[Stored items]

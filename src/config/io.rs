use crate::codec::{self, DocumentFormat};
use crate::error::{EditorError, Result};
use std::path::Path;
use tracing::{debug, info};

use super::types::ConfigDocument;

/// Maximum size for an imported config file (10 MB).
pub const MAX_CONFIG_FILE_BYTES: u64 = 10 * 1024 * 1024;

/// Read and parse a configuration file picked by the user.
///
/// The format is chosen from the extension (JSON, JSON5, YAML, TOML).
/// Oversized files are rejected before they are read.
pub async fn read_document_file(path: &Path) -> Result<ConfigDocument> {
    let metadata = tokio::fs::metadata(path).await?;
    if metadata.len() > MAX_CONFIG_FILE_BYTES {
        return Err(EditorError::validation(
            path.display().to_string(),
            format!(
                "file is {} bytes, exceeds limit of {} bytes",
                metadata.len(),
                MAX_CONFIG_FILE_BYTES
            ),
        ));
    }

    let content = tokio::fs::read_to_string(path).await?;
    debug!("Read {} bytes from {}", content.len(), path.display());
    codec::deserialize_as(&content, DocumentFormat::from_path(path))
}

/// Write a document in canonical form.
pub async fn write_document_file(path: &Path, doc: &ConfigDocument) -> Result<()> {
    tokio::fs::write(path, codec::serialize(doc)?).await?;
    info!("Wrote configuration to {}", path.display());
    Ok(())
}

// ============================================================================
// Tests
// ============================================================================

## Exercise description
In full and word for word, restate the data.

## Answer to this task
filename src/config/io.rs
use crate::codec::{self, DocumentFormat};
use crate::error::{EditorError, Result};
use std::path::Path;
use tracing::{debug, info};

use super::types::ConfigDocument;

/// Maximum size for an imported config file (10 MB).
pub const MAX_CONFIG_FILE_BYTES: u64 = 10 * 1024 * 1024;

/// Read and parse a configuration file picked by the user.
///
/// The format is chosen from the extension (JSON, JSON5, YAML, TOML).
/// Oversized files are rejected before they are read.
pub async fn read_document_file(path: &Path) -> Result<ConfigDocument> {
    let metadata = tokio::fs::metadata(path).await?;
    if metadata.len() > MAX_CONFIG_FILE_BYTES {
        return Err(EditorError::validation(
            path.display().to_string(),
            format!(
                "file is {} bytes, exceeds limit of {} bytes",
                metadata.len(),
                MAX_CONFIG_FILE_BYTES
            ),
        ));
    }

    let content = tokio::fs::read_to_string(path).await?;
    debug!("Read {} bytes from {}", content.len(), path.display());
    codec::deserialize_as(&content, DocumentFormat::from_path(path))
}

/// Write a document in canonical form.
pub async fn write_document_file(path: &Path, doc: &ConfigDocument) -> Result<()> {
    tokio::fs::write(path, codec::serialize(doc)?).await?;
    info!("Wrote configuration to {}", path.display());
    Ok(())
}

// ============================================================================
// Tests
// ============================================================================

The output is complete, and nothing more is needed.